Crisis de animales abandonados y cría irresponsable: A pesar de la red desarrollada de refugios (como Battersea Dogs & Cats Home), el problema sigue existiendo. La legislación lucha contra las "granjas ilegales de cachorros" (puppy farms), pero la demanda mantiene su existencia.
Diferencias de clase: Los estudios muestran que la propiedad de animales y el acceso a atención veterinaria de calidad se correlacionan con el nivel de ingresos. En las áreas desfavorecidas, el nivel de eutanasia por razones económicas es más alto.
Conflicto entre "derechos" de los animales y ecología: Las gatas domésticas que caminan libremente se convierten en una amenaza para la biodiversidad, matando millones de aves y pequeños mamíferos cada año, lo que desencadena debates públicos sobre la limitación de su libertad de movimiento.
Identidad nacional: La raza welsh corgi pembroke está irremediablemente ligada a la familia real y es parte de la imagen nacional. La muerte de los corgis reales se cubre regularmente en los medios de comunicación como un evento de importancia estatal.
Primera ley en el mundo contra la crueldad: El mencionado "Acta Martin" de 1822 fue el resultado de la presión del político irlandés Richard Martin, conocido como "Human Dick", que persiguió personalmente a los infractores y organizó juicios espectaculares.
Servicio psicológico para animales: En el Reino Unido hay una amplia presencia de especialistas certificados en corrección de comportamiento animal (Clinical Animal Behaviourists), cuyas actividades están acreditadas por las asociaciones veterinarias, lo que subraya el enfoque científico del bienestar.
"Dog-friendly" como norma: Se permite la entrada con perros en muchos pubs, algunos comercios (John Lewis, algunas tiendas Marks & Spencer), así como en muchos sitios históricos abiertos (por ejemplo, en las ruinas de castillos bajo la gestión de English Heritage). Incluso existen guías especiales de lugares "amigos de los perros".
Luto y memoria: Es común la práctica de la incineración de animales, la realización de funerales y la colocación de monumentos. Los cementerios para animales (como el Hyde Park Pet Cemetery en Londres) son objetos históricos y culturales.
La relación con los animales domésticos en el Reino Unido es un sistema sociocultural altamente desarrollado, donde el afecto emocional está reforzado por una poderosa infraestructura jurídica y comercial. Aquí, el animal no es solo propiedad, sino beneficiario legítimo del contrato social, cuyas necesidades de bienestar son un indicador de la salud de toda la sociedad.
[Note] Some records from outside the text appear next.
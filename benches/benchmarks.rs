//! Performance benchmarks for ferro-sv
//!
//! Run with: cargo bench
//! Run specific benchmark: cargo bench -- layout

use criterion::{black_box, criterion_group, criterion_main, BenchmarkId, Criterion, Throughput};
use ferro_sv::layout::{LayoutEngine, Viewport};
use ferro_sv::variant::{analyze_allele, analyze_variant, AnalyzedVariant, VariantRecord, VariantType};
use ferro_sv::{LayoutConfig, MockAnnotationProvider, Reconstructor};

/// Deterministic mix of SNVs and deletions spread over `span` bases
fn variants(count: u64, span: u64) -> Vec<AnalyzedVariant> {
    (0..count)
        .map(|i| {
            let position = 1 + (i * 7919) % span;
            let record = if i % 10 == 0 {
                VariantRecord::symbolic(1, position, position + 500, VariantType::Del)
            } else {
                VariantRecord::snv(1, position, 'A', 'G')
            };
            analyze_variant(&record, "1").expect("valid record")
        })
        .collect()
}

// =============================================================================
// Layout benchmarks
// =============================================================================

fn bench_layout(c: &mut Criterion) {
    let mut group = c.benchmark_group("layout");
    let engine = LayoutEngine::new(LayoutConfig::default());

    for count in [100u64, 1_000, 10_000] {
        let input = variants(count, 1_000_000);
        let viewport = Viewport::new(1, 1_000_000, 1200.0).expect("valid viewport");
        group.throughput(Throughput::Elements(count));
        group.bench_with_input(BenchmarkId::new("variants", count), &input, |b, v| {
            b.iter(|| engine.layout(black_box(v), &viewport))
        });
    }

    group.finish();
}

/// Zoomed in, almost nothing aggregates and lane assignment dominates
fn bench_layout_zoomed(c: &mut Criterion) {
    let input = variants(2_000, 20_000);
    let viewport = Viewport::new(1, 20_000, 4000.0).expect("valid viewport");
    let engine = LayoutEngine::new(LayoutConfig::default());

    c.bench_function("layout_zoomed", |b| {
        b.iter(|| engine.layout(black_box(&input), &viewport))
    });
}

// =============================================================================
// Allele and reconstruction benchmarks
// =============================================================================

fn bench_alleles(c: &mut Criterion) {
    let alleles = vec![
        ("snv", "A", "G"),
        ("ins", "A", "ATTGCA"),
        ("symbolic", "N", "<INV>"),
        ("breakend", "G", "G]17:198982]"),
    ];

    let mut group = c.benchmark_group("alleles");
    for (name, reference, alternate) in &alleles {
        group.bench_function(*name, |b| {
            b.iter(|| analyze_allele(black_box(reference), black_box(alternate)))
        });
    }
    group.finish();
}

fn bench_reconstruction(c: &mut Criterion) {
    let provider = MockAnnotationProvider::with_test_data();
    let context = provider.reference().clone();
    let gene_file = context.gene_file.clone();
    let reconstructor = Reconstructor::new(provider, context);

    let records = vec![
        ("del", VariantRecord::symbolic(1, 100, 500, VariantType::Del)),
        ("inv", VariantRecord::symbolic(1, 100, 500, VariantType::Inv)),
        ("dup", VariantRecord::symbolic(1, 100, 500, VariantType::Dup)),
    ];

    let mut group = c.benchmark_group("reconstruction");
    for (name, record) in &records {
        group.bench_function(*name, |b| {
            b.iter(|| reconstructor.analyze_record(black_box(record), gene_file.as_ref()))
        });
    }
    group.finish();
}

criterion_group!(
    benches,
    bench_layout,
    bench_layout_zoomed,
    bench_alleles,
    bench_reconstruction,
);

criterion_main!(benches);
No obstante, esta relación no está libre de tensiones internas: entre la sentimentalidad y la responsabilidad, entre los derechos de los animales y los derechos de la naturaleza salvaje, entre la accesibilidad de servicios "lujo" y la solución de problemas básicos de desamparo. El futuro de este sistema probablemente estará relacionado con una mayor descomercialización de los animales: el fortalecimiento de la legislación contra la cría no ética, la promoción de la adopción de refugios y una mayor conciencia de sus necesidades biológicas, no solo antropomórficas. En última instancia, el modelo británico demuestra que la relación con "los hermanos menores" no es un asunto privado, sino un espejo en el que se reflejan los valores éticos y culturales de una nación en su desarrollo histórico. El animal en el hogar británico no es solo un animal, sino un participante pleno de un espectáculo social complejo, donde se actúan escenas de cuidado, control, estatus y búsqueda de conexión emocional en el mundo urbano moderno.